Autotune answers this in ~10 seconds:
- Samples N embeddings from your table (default 5K, we used 2K here)
- Tries all 12 combinations of PCA dims (128, 256, 384, 512) x bit widths (2, 3, 4)
- Measures cosine similarity preservation and recall@10 for each
- Identifies the Pareto-optimal frontier
- Recommends the highest compression that meets your recall threshold
- Prints copy-paste code
Real results on 194K production embeddings
We ran this on a production RAG system (194K BGE-M3 1024-dim embeddings from 33 code repos):
If you need 95%+ recall: PCA-384 + TQ4 gives you 20.9x compression at 0.991 cosine and 96.0% recall. Your 758 MB shrinks to 36 MB.

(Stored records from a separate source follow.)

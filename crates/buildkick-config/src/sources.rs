//! Resolution of server address, credentials and self id
//!
//! Each place a setting can come from is a [`SettingSource`]. A
//! [`ResolverChain`] asks its sources in order and the first non-blank answer
//! wins, recording which source produced it.

use crate::env::{EnvSource, vars};
use crate::properties::{Properties, load_properties};
use buildkick_utils::error::ConfigError;
use std::fmt;
use std::path::Path;
use tracing::{debug, info};

/// Build property naming the configuration properties file.
pub const CONFIG_PROPERTIES_FILE_KEY: &str = "teamcity.configuration.properties.file";

/// A value that can be resolved through the chain.
#[derive(Debug, Clone, Copy, PartialEq, Eq, Hash)]
pub enum Setting {
    ServerUrl,
    Username,
    Password,
    SelfConfigId,
}

impl Setting {
    #[must_use]
    pub const fn as_str(self) -> &'static str {
        match self {
            Setting::ServerUrl => "server",
            Setting::Username => "username",
            Setting::Password => "password",
            Setting::SelfConfigId => "self_config_id",
        }
    }
}

impl fmt::Display for Setting {
    fn fmt(&self, f: &mut fmt::Formatter<'_>) -> fmt::Result {
        f.write_str(self.as_str())
    }
}

pub trait SettingSource {
    /// Stable label used for source attribution.
    fn name(&self) -> &'static str;

    fn lookup(&self, setting: Setting) -> Option<String>;
}

/// `BuildServer`, `BuildUsername` and `BuildPassword`.
pub struct EnvironmentSource<'a, E: EnvSource + ?Sized> {
    env: &'a E,
}

impl<'a, E: EnvSource + ?Sized> EnvironmentSource<'a, E> {
    pub fn new(env: &'a E) -> Self {
        Self { env }
    }
}

impl<E: EnvSource + ?Sized> SettingSource for EnvironmentSource<'_, E> {
    fn name(&self) -> &'static str {
        "environment"
    }

    fn lookup(&self, setting: Setting) -> Option<String> {
        let key = match setting {
            Setting::ServerUrl => vars::SERVER,
            Setting::Username => vars::USERNAME,
            Setting::Password => vars::PASSWORD,
            Setting::SelfConfigId => return None,
        };
        self.env.var(key)
    }
}

/// The agent's build properties file, located through
/// `TEAMCITY_BUILD_PROPERTIES_FILE`.
#[derive(Debug, Clone, Default)]
pub struct BuildPropertiesSource {
    properties: Option<Properties>,
}

impl BuildPropertiesSource {
    /// Locate and read the build properties file.
    ///
    /// An unset variable or a missing file gives an empty source.
    pub fn from_env<E: EnvSource + ?Sized>(env: &E) -> Result<Self, ConfigError> {
        let path = env
            .var(vars::BUILD_PROPERTIES_FILE)
            .filter(|p| !p.trim().is_empty());
        let Some(path) = path else {
            info!("Couldn't find build properties file.");
            return Ok(Self::default());
        };
        Ok(Self {
            properties: load_properties(Path::new(&path))?,
        })
    }

    #[must_use]
    pub fn from_properties(properties: Properties) -> Self {
        Self {
            properties: Some(properties),
        }
    }

    #[must_use]
    pub fn properties(&self) -> Option<&Properties> {
        self.properties.as_ref()
    }

    #[must_use]
    pub fn config_properties_path(&self) -> Option<&str> {
        self.properties
            .as_ref()?
            .get(CONFIG_PROPERTIES_FILE_KEY)
            .filter(|p| !p.trim().is_empty())
    }
}

impl SettingSource for BuildPropertiesSource {
    fn name(&self) -> &'static str {
        "build_properties"
    }

    fn lookup(&self, setting: Setting) -> Option<String> {
        let key = match setting {
            Setting::Username => "teamcity.auth.userId",
            Setting::Password => "teamcity.auth.password",
            Setting::SelfConfigId => "teamcity.buildType.id",
            Setting::ServerUrl => return None,
        };
        self.properties.as_ref()?.get(key).map(str::to_string)
    }
}

/// The configuration properties file named by the build properties.
#[derive(Debug, Clone, Default)]
pub struct ConfigPropertiesSource {
    properties: Option<Properties>,
}

impl ConfigPropertiesSource {
    pub fn from_build_properties(build: &BuildPropertiesSource) -> Result<Self, ConfigError> {
        if build.properties().is_none() {
            return Ok(Self::default());
        }
        let Some(path) = build.config_properties_path() else {
            info!("Couldn't find config properties file.");
            return Ok(Self::default());
        };
        Ok(Self {
            properties: load_properties(Path::new(path))?,
        })
    }

    #[must_use]
    pub fn from_properties(properties: Properties) -> Self {
        Self {
            properties: Some(properties),
        }
    }

    #[must_use]
    pub fn properties(&self) -> Option<&Properties> {
        self.properties.as_ref()
    }
}

impl SettingSource for ConfigPropertiesSource {
    fn name(&self) -> &'static str {
        "config_properties"
    }

    fn lookup(&self, setting: Setting) -> Option<String> {
        match setting {
            Setting::ServerUrl => self
                .properties
                .as_ref()?
                .get("teamcity.serverUrl")
                .map(str::to_string),
            _ => None,
        }
    }
}

/// A resolved value and the source that supplied it.
#[derive(Debug, Clone, PartialEq, Eq)]
pub struct Resolved {
    pub value: String,
    pub source: &'static str,
}

/// Ordered list of sources; earlier sources take precedence.
#[derive(Default)]
pub struct ResolverChain<'a> {
    sources: Vec<&'a dyn SettingSource>,
}

impl<'a> ResolverChain<'a> {
    #[must_use]
    pub fn new() -> Self {
        Self::default()
    }

    #[must_use]
    pub fn with_source(mut self, source: &'a dyn SettingSource) -> Self {
        self.sources.push(source);
        self
    }

    /// First non-blank value for `setting`, if any source has one.
    #[must_use]
    pub fn resolve(&self, setting: Setting) -> Option<Resolved> {
        let resolved = self.sources.iter().find_map(|source| {
            source
                .lookup(setting)
                .filter(|v| !v.trim().is_empty())
                .map(|value| Resolved {
                    value,
                    source: source.name(),
                })
        });
        match &resolved {
            Some(r) => debug!("Got {setting} from {}", r.source),
            None => debug!("No {setting} found in any source"),
        }
        resolved
    }
}
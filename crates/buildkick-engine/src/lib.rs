//! Run pipeline for buildkick
//!
//! A run walks four stages in one direction:
//!
//! 1. [`provider`] discovers every build configuration and its steps.
//! 2. The policy engine (`buildkick-policy`) marks exclusions and steps to
//!    switch off.
//! 3. [`execution`] processes configurations one at a time: steps are
//!    switched off inside a [`bracket::StepBracket`], the build is queued and
//!    polled until it leaves the queue, and the steps are switched back on.
//! 4. Reporting (`buildkick-report`) renders counts and the closing summary.
//!
//! [`TriggerRun`] wires the stages together.
//!
//! # Example
//!
//! ```ignore
//! let transport = HttpTransport::new(&config.credentials.username, &config.credentials.password)?;
//! let messages = ServiceMessages::stdout(config.redactor());
//! let artifacts = DebugArtifacts::disabled();
//! let summary = TriggerRun::new(&config, &transport, &messages, &artifacts)
//!     .execute()
//!     .await?;
//! println!("{} builds triggered", summary.triggered());
//! ```

pub mod bracket;
pub mod execution;
pub mod provider;
mod run;

#[cfg(test)]
mod fake;

pub use bracket::StepBracket;
pub use execution::{Executor, PollSettings};
pub use provider::fetch_all;
pub use run::TriggerRun;
//! CI server REST client for buildkick
//!
//! The [`CiTransport`] trait is the seam between the run pipeline and the
//! network. [`HttpTransport`] implements it with reqwest; tests substitute
//! recording fakes.

pub mod paths;
pub mod queue;
pub mod transport;
pub mod wire;

pub use paths::RestPaths;
pub use queue::{escape_attribute, queue_request_xml};
pub use transport::{CiTransport, HttpTransport};
pub use wire::{BuildId, BuildStatus, BuildTypeDetail, BuildTypeList, StepWire, decode};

If you can tolerate 84% recall: PCA-128 + TQ3 gives you 78.8x compression at 0.939 cosine. 758 MB becomes 10 MB. That's your entire corpus fitting in L3 cache.
If you want maximum compression: PCA-128 + TQ2 hits 113.8x — nearly two orders of magnitude. Cosine still at 0.924.
The whole sweep took 10.8 seconds on CPU. No GPU needed.
How it works under the hood
PCA-Matryoshka (our IEEE TAI submission) is a training-free technique: fit PCA once on a sample, rotate all vectors so truncation works, then quantize to 2-4 bits via TurboQuant scalar quantization. The "autotune" part is just sweeping the configuration space and measuring quality on your actual data.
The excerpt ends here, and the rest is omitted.